Saved data entries
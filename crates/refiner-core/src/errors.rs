use thiserror::Error;

/// Failure of a provider call. Only surfaces from the gateway after the retry
/// budget for transient variants is spent.
#[derive(Error, Debug, Clone, PartialEq)]
pub enum ProviderError {
    /// Network-level failure (connection reset, DNS, TLS).
    #[error("request failed: {0}")]
    RequestFailed(String),

    /// HTTP 401/403.
    #[error("authentication failed: {0}")]
    AuthFailed(String),

    /// HTTP 429.
    #[error("rate limited: retry after {retry_after_ms}ms")]
    RateLimited { retry_after_ms: u64 },

    /// HTTP 5xx.
    #[error("server error (HTTP {status}): {body}")]
    ServerError { status: u16, body: String },

    /// HTTP 400/404/422 and friends.
    #[error("request rejected (HTTP {status}): {body}")]
    Rejected { status: u16, body: String },

    #[error("model not found: {0}")]
    ModelNotFound(String),

    /// Missing API key or unknown provider id.
    #[error("provider not configured: {0}")]
    NotConfigured(String),

    /// Empty prompt or out-of-range sampling parameters.
    #[error("invalid request: {0}")]
    InvalidRequest(String),

    /// Provider answered 2xx but the envelope could not be read.
    #[error("invalid response: {0}")]
    InvalidResponse(String),

    #[error("timeout")]
    Timeout,
}

impl ProviderError {
    /// Timeouts, 429, 5xx and network failures are worth another attempt.
    pub fn is_transient(&self) -> bool {
        matches!(
            self,
            ProviderError::RequestFailed(_)
                | ProviderError::RateLimited { .. }
                | ProviderError::ServerError { .. }
                | ProviderError::Timeout
        )
    }

    /// Map an HTTP status + body into the taxonomy above.
    pub fn from_status(status: u16, body: String, retry_after_ms: Option<u64>) -> Self {
        match status {
            401 | 403 => ProviderError::AuthFailed(body),
            404 => ProviderError::ModelNotFound(body),
            408 => ProviderError::Timeout,
            429 => ProviderError::RateLimited {
                retry_after_ms: retry_after_ms.unwrap_or(0),
            },
            500..=599 => ProviderError::ServerError { status, body },
            _ => ProviderError::Rejected { status, body },
        }
    }
}

impl From<reqwest::Error> for ProviderError {
    fn from(e: reqwest::Error) -> Self {
        if e.is_timeout() {
            ProviderError::Timeout
        } else if let Some(status) = e.status() {
            ProviderError::from_status(status.as_u16(), e.to_string(), None)
        } else {
            ProviderError::RequestFailed(e.to_string())
        }
    }
}

/// A structured completion whose text could not be turned into the object the
/// caller asked for.
#[derive(Error, Debug, Clone, PartialEq)]
#[error("malformed response: {reason}")]
pub struct MalformedResponse {
    pub reason: String,
    pub raw: String,
}

/// Error signals crossing the gateway boundary.
#[derive(Error, Debug, Clone, PartialEq)]
pub enum GatewayError {
    #[error(transparent)]
    Provider(#[from] ProviderError),
    #[error(transparent)]
    Malformed(#[from] MalformedResponse),
}

#[derive(Error, Debug, Clone, PartialEq)]
pub enum DatasetError {
    #[error("dataset has no rows")]
    Empty,
    #[error("dataset has no columns")]
    NoColumns,
    #[error("expected column '{column}' not found (available: {available:?})")]
    MissingExpectedColumn {
        column: String,
        available: Vec<String>,
    },
    #[error("prompt references columns not in dataset: {missing:?} (available: {available:?})")]
    UnknownPlaceholders {
        missing: Vec<String>,
        available: Vec<String>,
    },
    #[error("dataset row {line}: {reason}")]
    BadRow { line: usize, reason: String },
    #[error("failed to read dataset {path}: {reason}")]
    Unreadable { path: String, reason: String },
}

#[derive(Error, Debug, Clone, PartialEq)]
pub enum InvalidStateError {
    #[error("run {0} is not active")]
    NotActive(i64),
    #[error("run {run_id} is not awaiting feedback (phase: {phase})")]
    NotAwaitingFeedback { run_id: i64, phase: String },
    #[error("run {run_id} is {status}, expected {expected}")]
    WrongStatus {
        run_id: i64,
        status: String,
        expected: String,
    },
    #[error("run {0} was already launched")]
    AlreadyLaunched(i64),
}

#[derive(Error, Debug, Clone, PartialEq)]
#[error("config error: {0}")]
pub struct ConfigError(pub String);

#[cfg(test)]
mod tests {
    use super::*;

    #[test]
    fn test_transient_classification() {
        assert!(ProviderError::Timeout.is_transient());
        assert!(ProviderError::RateLimited { retry_after_ms: 0 }.is_transient());
        assert!(ProviderError::from_status(503, "busy".into(), None).is_transient());
        assert!(ProviderError::RequestFailed("reset".into()).is_transient());

        assert!(!ProviderError::from_status(401, "nope".into(), None).is_transient());
        assert!(!ProviderError::from_status(400, "bad".into(), None).is_transient());
        assert!(!ProviderError::NotConfigured("key".into()).is_transient());
        assert!(!ProviderError::InvalidRequest("empty prompt".into()).is_transient());
    }

    #[test]
    fn test_status_mapping() {
        assert_eq!(
            ProviderError::from_status(429, String::new(), Some(1500)),
            ProviderError::RateLimited {
                retry_after_ms: 1500
            }
        );
        assert_eq!(
            ProviderError::from_status(404, "gpt-9".into(), None),
            ProviderError::ModelNotFound("gpt-9".into())
        );
    }

    #[test]
    fn test_config_error_display() {
        let e = ConfigError("unsupported config version 3".into());
        assert_eq!(e.to_string(), "config error: unsupported config version 3");
    }
}
use crate::errors::{GatewayError, ProviderError};
use async_trait::async_trait;
use std::sync::Arc;

pub mod anthropic;
pub mod fake;
pub mod openai;
pub mod retry;
pub mod structured;

pub use retry::RetryConfig;

/// One provider family. Implementations make a single attempt; retries are
/// the gateway's job.
#[async_trait]
pub trait LlmClient: Send + Sync {
    async fn complete(
        &self,
        prompt: &str,
        model: &str,
        temperature: f32,
    ) -> Result<String, ProviderError>;
    fn provider_name(&self) -> &'static str;
}

/// Retrying front door to an [`LlmClient`]. Stateless between calls; cheap to
/// clone into spawned tasks.
#[derive(Clone)]
pub struct Gateway {
    client: Arc<dyn LlmClient>,
    retry: RetryConfig,
}

impl Gateway {
    pub fn new(client: Arc<dyn LlmClient>, retry: RetryConfig) -> Self {
        Self { client, retry }
    }

    pub fn provider_name(&self) -> &'static str {
        self.client.provider_name()
    }

    pub async fn complete(
        &self,
        prompt: &str,
        model: &str,
        temperature: f32,
    ) -> Result<String, ProviderError> {
        if prompt.trim().is_empty() {
            return Err(ProviderError::InvalidRequest("empty prompt".into()));
        }
        if !(0.0..=2.0).contains(&temperature) {
            return Err(ProviderError::InvalidRequest(format!(
                "temperature {} outside [0, 2]",
                temperature
            )));
        }
        retry::with_backoff(&self.retry, self.client.provider_name(), || {
            self.client.complete(prompt, model, temperature)
        })
        .await
    }

    /// Completion parsed into a JSON object that satisfies `schema`.
    pub async fn complete_structured(
        &self,
        prompt: &str,
        model: &str,
        temperature: f32,
        schema: &serde_json::Value,
    ) -> Result<serde_json::Value, GatewayError> {
        let raw = self.complete(prompt, model, temperature).await?;
        Ok(structured::parse_structured(&raw, Some(schema))?)
    }
}

/// Shared error mapping for HTTP providers: non-2xx becomes a typed error,
/// honoring `Retry-After` on 429.
pub(crate) async fn check_status(
    resp: reqwest::Response,
) -> Result<reqwest::Response, ProviderError> {
    let status = resp.status();
    if status.is_success() {
        return Ok(resp);
    }
    let retry_after_ms = resp
        .headers()
        .get(reqwest::header::RETRY_AFTER)
        .and_then(|v| v.to_str().ok())
        .and_then(|v| v.trim().parse::<f64>().ok())
        .map(|secs| (secs * 1000.0).max(0.0) as u64);
    let body = resp.text().await.unwrap_or_default();
    Err(ProviderError::from_status(
        status.as_u16(),
        body,
        retry_after_ms,
    ))
}

pub(crate) fn http_client(timeout: std::time::Duration) -> Result<reqwest::Client, ProviderError> {
    reqwest::Client::builder()
        .timeout(timeout)
        .build()
        .map_err(|e| ProviderError::NotConfigured(format!("http client: {}", e)))
}
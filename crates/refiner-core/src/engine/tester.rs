use crate::dataset::Dataset;
use crate::model::TestResultRow;
use crate::providers::llm::Gateway;
use crate::template;
use std::sync::Arc;
use tokio::sync::Semaphore;
use tokio::task::JoinSet;

/// Render `prompt_template` for every row and complete it, at most
/// `concurrency` calls at a time. `on_progress(completed, total)` fires once
/// per finished row in completion order; the returned rows are in dataset
/// order. Row failures are recorded on the row, never returned.
pub async fn run_tests<F>(
    gateway: &Gateway,
    prompt_template: &str,
    dataset: &Dataset,
    model: &str,
    temperature: f32,
    concurrency: usize,
    mut on_progress: F,
) -> Vec<TestResultRow>
where
    F: FnMut(usize, usize),
{
    let total = dataset.len();
    let sem = Arc::new(Semaphore::new(concurrency.max(1)));
    let mut rows: Vec<TestResultRow> = (0..total)
        .map(|i| TestResultRow {
            index: i,
            input_data: dataset.input_data(i),
            expected: dataset.expected(i),
            actual: None,
            error: None,
            score: None,
            judge_reasoning: None,
        })
        .collect();

    let mut set = JoinSet::new();
    for row in &rows {
        let sem = sem.clone();
        let gw = gateway.clone();
        let model = model.to_string();
        let prompt = template::render(prompt_template, &row.input_data);
        let index = row.index;
        set.spawn(async move {
            let _permit = match sem.acquire_owned().await {
                Ok(p) => p,
                Err(e) => return (index, Err(e.to_string())),
            };
            let out = gw
                .complete(&prompt, &model, temperature)
                .await
                .map_err(|e| e.to_string());
            (index, out)
        });
    }

    let mut completed = 0;
    while let Some(joined) = set.join_next().await {
        completed += 1;
        match joined {
            Ok((index, Ok(text))) => rows[index].actual = Some(text),
            Ok((index, Err(err))) => {
                tracing::debug!(row = index, error = %err, "row execution failed");
                rows[index].error = Some(err);
            }
            Err(join_err) => {
                // The row index is lost with the task; it stays unanswered below.
                tracing::error!(error = %join_err, "test task aborted");
            }
        }
        on_progress(completed, total);
    }

    for row in rows.iter_mut() {
        if row.actual.is_none() && row.error.is_none() {
            row.error = Some("test task aborted".into());
        }
    }
    rows
}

- _EXERCISE DESCRIPTION_: Could you copy every line from the records that has "text" in it?

- _SOLUTION_:
/// A structured completion whose text could not be turned into the object the
    let body = resp.text().await.unwrap_or_default();
            Ok((index, Ok(text))) => rows[index].actual = Some(text),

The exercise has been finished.